A Electronic Arts (EA) se tornou uma empresa privada após a aquisição de US$ 55 bilhões, liderada pelo Fundo de Investimento Público da Arábia Saudita e outros investidores. Com isso, a empresa assumiu uma dívida de cerca de US$ 20 bilhões, o que gerou preocupações sobre cortes de empregos.
De acordo com informações do jornalista Jason Schreier, a EA planeja reduzir seus custos anuais em US$ 700 milhões, incluindo US$ 170 milhões em "eficiências organizacionais", o que sugere a possibilidade de demissões em larga escala.

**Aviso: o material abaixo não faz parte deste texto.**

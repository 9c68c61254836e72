//! devcon store - catalog persistence
//!
//! Provides:
//! - Catalog documents in XML (`<Commands><Items><Command .../>`), YAML and JSON
//! - Format selection by file extension
//! - Validated parsing into a core `CommandCatalog`
//! - Atomic saving
//! - `FileCatalog`, a file-backed `CatalogSource` / `CatalogSink`

pub mod atomic;
pub mod catalog;
pub mod errors;

// Re-export key types
pub use catalog::{
    parse_catalog_file, parse_catalog_str, render_catalog, save_catalog_file, CatalogFormat,
    FileCatalog,
};
pub use errors::Result;
//! Line-oriented presentation state
//!
//! Owns what a graphical console would keep in its widgets: whether the log
//! panel and command list are shown, the pre-filled input line, and how far
//! into the log the panel has already drawn.

use std::io::{self, Write};

use devcon_core::{CommandManager, LogEntry};

/// What the host should do with one line from the user
#[derive(Debug, Clone, PartialEq, Eq)]
pub enum ViewAction {
    /// Submit this text to the console
    Submit(String),
    /// Only the view changed; redraw
    Redraw,
    /// Print a message to the user and carry on
    Notice(String),
    Quit,
}

#[derive(Debug)]
pub struct ConsoleView {
    show_log: bool,
    show_commands: bool,
    prefill: Option<String>,
    log_cursor: u64,
}

impl Default for ConsoleView {
    fn default() -> Self {
        Self {
            show_log: true,
            show_commands: false,
            prefill: None,
            log_cursor: 0,
        }
    }
}

impl ConsoleView {
    pub fn new() -> Self {
        Self::default()
    }

    /// Interpret one committed line
    ///
    /// Lines starting with `:` drive the view (`:trace`, `:cmd`, `:fill N`,
    /// `:quit`). An empty line submits the pre-filled input, if any; any
    /// other line is submitted as typed.
    pub fn handle_line(&mut self, line: &str, manager: &CommandManager) -> ViewAction {
        let mut words = line.split_whitespace();
        match words.next() {
            Some(":trace") => {
                self.show_log = !self.show_log;
                ViewAction::Redraw
            }
            Some(":cmd") => {
                self.show_commands = !self.show_commands;
                ViewAction::Redraw
            }
            Some(":fill") => {
                let index = words.next().and_then(|w| w.parse::<usize>().ok());
                match index.and_then(|i| manager.invocation_template(i)) {
                    Some(template) => {
                        self.prefill = Some(template.clone());
                        ViewAction::Notice(format!("> {}", template))
                    }
                    None => ViewAction::Notice(format!(
                        "usage: :fill N (0..{})",
                        manager.catalog().len()
                    )),
                }
            }
            Some(":quit") | Some(":q") => ViewAction::Quit,
            _ if line.is_empty() => match self.prefill.take() {
                Some(text) => ViewAction::Submit(text),
                None => ViewAction::Redraw,
            },
            _ => {
                self.prefill = None;
                ViewAction::Submit(line.to_string())
            }
        }
    }

    /// Draw new log entries and the command list, as toggled
    pub fn draw<W: Write>(&mut self, out: &mut W, manager: &CommandManager) -> io::Result<()> {
        let sink = manager.log_sink();
        if self.show_log && sink.has_pending_updates() {
            for entry in sink.entries_since(self.log_cursor) {
                writeln!(out, "{}", format_entry(&entry))?;
                self.log_cursor = entry.seq + 1;
            }
            sink.acknowledge_updates();
        }

        if self.show_commands {
            for line in manager.catalog().listing() {
                writeln!(out, "  {}", line)?;
            }
        }
        Ok(())
    }
}

fn format_entry(entry: &LogEntry) -> String {
    format!(
        "[{}:{}] {}",
        entry.severity,
        entry.style().color_name(),
        entry.text
    )
}
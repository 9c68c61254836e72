//! Core types shared across devcon facilities
//!
//! This crate provides vocabulary used by the console core, the logging
//! facility and the catalog store:
//!
//! - **Severity**: the five-way log classification and its style tags
//! - **Schema constants**: Canonical field keys and event names

pub mod schema;
pub mod severity;

pub use severity::{Severity, Style};
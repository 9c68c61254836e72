//! Command catalog
//!
//! The catalog is the ordered set of commands known to the console. It is
//! built wholesale (from a [`CatalogSource`] at startup) and replaced as a
//! whole on reload; it is never edited entry by entry while in use.

use std::collections::HashSet;

use crate::errors::{ExError, Result};
use crate::model::Command;

/// Ordered sequence of known commands
///
/// Names should be unique. When they are not, lookup resolves to the first
/// entry in sequence order and later duplicates are unreachable.
#[derive(Debug, Clone, Default, PartialEq, Eq)]
pub struct CommandCatalog {
    commands: Vec<Command>,
}

impl CommandCatalog {
    /// Build a catalog from commands in display order
    ///
    /// # Errors
    ///
    /// Returns `InvalidCommand` if any command has an empty name or a name
    /// containing whitespace.
    pub fn new(commands: Vec<Command>) -> Result<Self> {
        for cmd in &commands {
            cmd.validate().map_err(ExError::from)?;
        }
        Ok(Self { commands })
    }

    /// A catalog with no commands
    pub fn empty() -> Self {
        Self::default()
    }

    /// Find a command by exact name (first match wins)
    pub fn find_by_name(&self, name: &str) -> Option<&Command> {
        self.commands.iter().find(|cmd| cmd.name == name)
    }

    /// Command at a display position
    pub fn get(&self, index: usize) -> Option<&Command> {
        self.commands.get(index)
    }

    /// All commands in sequence order
    pub fn commands(&self) -> &[Command] {
        &self.commands
    }

    pub fn iter(&self) -> std::slice::Iter<'_, Command> {
        self.commands.iter()
    }

    pub fn len(&self) -> usize {
        self.commands.len()
    }

    pub fn is_empty(&self) -> bool {
        self.commands.is_empty()
    }

    /// Names that appear more than once, each reported once in order of
    /// first appearance
    pub fn duplicate_names(&self) -> Vec<&str> {
        let mut seen = HashSet::new();
        let mut reported = HashSet::new();
        let mut duplicates = Vec::new();
        for cmd in &self.commands {
            let name = cmd.name.as_str();
            if !seen.insert(name) && reported.insert(name) {
                duplicates.push(name);
            }
        }
        duplicates
    }

    /// Numbered lines for a command list panel
    pub fn listing(&self) -> Vec<String> {
        self.commands
            .iter()
            .enumerate()
            .map(|(i, cmd)| {
                format!(
                    "{}. {} ({}, default: {})",
                    i, cmd.name, cmd.description, cmd.default_arg
                )
            })
            .collect()
    }
}

impl<'a> IntoIterator for &'a CommandCatalog {
    type Item = &'a Command;
    type IntoIter = std::slice::Iter<'a, Command>;

    fn into_iter(self) -> Self::IntoIter {
        self.commands.iter()
    }
}

/// Somewhere a catalog can be loaded from
pub trait CatalogSource {
    /// Human-readable location, used in diagnostics
    fn describe(&self) -> String;

    /// Load the complete catalog
    ///
    /// # Errors
    ///
    /// Returns `CatalogLoad` if the source is absent or malformed.
    fn load(&self) -> Result<CommandCatalog>;
}

/// Somewhere a catalog can be written to
pub trait CatalogSink {
    /// Write the complete catalog, preserving order
    ///
    /// # Errors
    ///
    /// Returns `CatalogSave` if the destination cannot be written.
    fn save(&self, catalog: &CommandCatalog) -> Result<()>;
}

/// A fixed in-memory catalog, mostly useful to hosts that build their
/// command list in code
impl CatalogSource for CommandCatalog {
    fn describe(&self) -> String {
        format!("in-memory catalog ({} commands)", self.len())
    }

    fn load(&self) -> Result<CommandCatalog> {
        Ok(self.clone())
    }
}
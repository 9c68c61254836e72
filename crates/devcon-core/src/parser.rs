//! Input line classification
//!
//! A line is a command invocation only if its very first character is the
//! sentinel. Leading whitespace is not skipped: `" @spawn"` is plain text.
//! Parsing never fails; it only classifies.

/// Marks an input line as a command invocation
pub const SENTINEL: char = '@';

/// A command name and its argument tokens, extracted from one input line
#[derive(Debug, Clone, PartialEq, Eq)]
pub struct ParsedInvocation {
    /// First token with one leading sentinel removed (may be empty)
    pub command_name: String,
    /// Remaining tokens, in order, untransformed
    pub args: Vec<String>,
}

/// Result of classifying an input line
#[derive(Debug, Clone, PartialEq, Eq)]
pub enum ParseOutcome {
    /// The line does not start with the sentinel
    NotACommand,
    Invocation(ParsedInvocation),
}

impl ParseOutcome {
    pub fn invocation(&self) -> Option<&ParsedInvocation> {
        match self {
            ParseOutcome::Invocation(inv) => Some(inv),
            ParseOutcome::NotACommand => None,
        }
    }

    pub fn is_command(&self) -> bool {
        matches!(self, ParseOutcome::Invocation(_))
    }
}

/// Classify a raw input line and split it into name and arguments
///
/// Tokens are separated by runs of whitespace; there is no quoting or
/// escaping.
pub fn parse(input: &str) -> ParseOutcome {
    if !input.starts_with(SENTINEL) {
        return ParseOutcome::NotACommand;
    }

    let mut tokens = input.split_whitespace();
    // The sentinel is non-whitespace, so there is always a first token.
    let head = tokens.next().unwrap_or_default();
    let command_name = head.strip_prefix(SENTINEL).unwrap_or(head).to_string();
    let args = tokens.map(str::to_string).collect();

    ParseOutcome::Invocation(ParsedInvocation { command_name, args })
}

#[cfg(test)]
mod tests {
    use super::*;

    fn invocation(input: &str) -> ParsedInvocation {
        match parse(input) {
            ParseOutcome::Invocation(inv) => inv,
            ParseOutcome::NotACommand => panic!("expected invocation for {:?}", input),
        }
    }

    #[test]
    fn test_name_and_args_split() {
        let inv = invocation("@spawn goblin 3");
        assert_eq!(inv.command_name, "spawn");
        assert_eq!(inv.args, vec!["goblin", "3"]);
    }

    #[test]
    fn test_whitespace_runs_collapse() {
        let inv = invocation("@speed \t  1.5   fast  ");
        assert_eq!(inv.command_name, "speed");
        assert_eq!(inv.args, vec!["1.5", "fast"]);
    }

    #[test]
    fn test_bare_sentinel_yields_empty_name() {
        let inv = invocation("@");
        assert_eq!(inv.command_name, "");
        assert!(inv.args.is_empty());
    }

    #[test]
    fn test_sentinel_followed_by_space() {
        let inv = invocation("@ spawn");
        assert_eq!(inv.command_name, "");
        assert_eq!(inv.args, vec!["spawn"]);
    }

    #[test]
    fn test_only_one_sentinel_is_stripped() {
        let inv = invocation("@@spawn");
        assert_eq!(inv.command_name, "@spawn");
    }

    #[test]
    fn test_quotes_are_not_special() {
        let inv = invocation("@say \"hello world\"");
        assert_eq!(inv.args, vec!["\"hello", "world\""]);
    }

    #[test]
    fn test_plain_text_is_not_a_command() {
        assert_eq!(parse("hello world"), ParseOutcome::NotACommand);
        assert_eq!(parse(""), ParseOutcome::NotACommand);
        assert_eq!(parse("spawn @goblin"), ParseOutcome::NotACommand);
    }

    #[test]
    fn test_leading_whitespace_is_not_trimmed() {
        assert_eq!(parse(" @spawn"), ParseOutcome::NotACommand);
        assert_eq!(parse("\t@spawn"), ParseOutcome::NotACommand);
    }
}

Atualmente, a EA reporta um EBITDA (lucros antes de juros, impostos, depreciação e amortização) em torno de US$ 1,5 bilhão, um valor que teoricamente seria suficiente para cobrir os pagamentos de juros da nova dívida. No entanto, a necessidade de cortes substanciais levanta preocupações sobre o futuro dos funcionários.
Após o anúncio da aquisição, a EA havia garantido que não haveria mudanças imediatas nos empregos, mas a definição de "imediato" não foi esclarecida. O CEO Andrew Wilson afirmou que a empresa está entrando em uma nova fase com força e que pretende investir em inovação e desenvolvimento de novos jogos.
Além disso, a EA está explorando o uso de inteligência artificial para reduzir custos operacionais, o que trouxe preocupações sobre a substituição de trabalhadores humanos por tecnologia.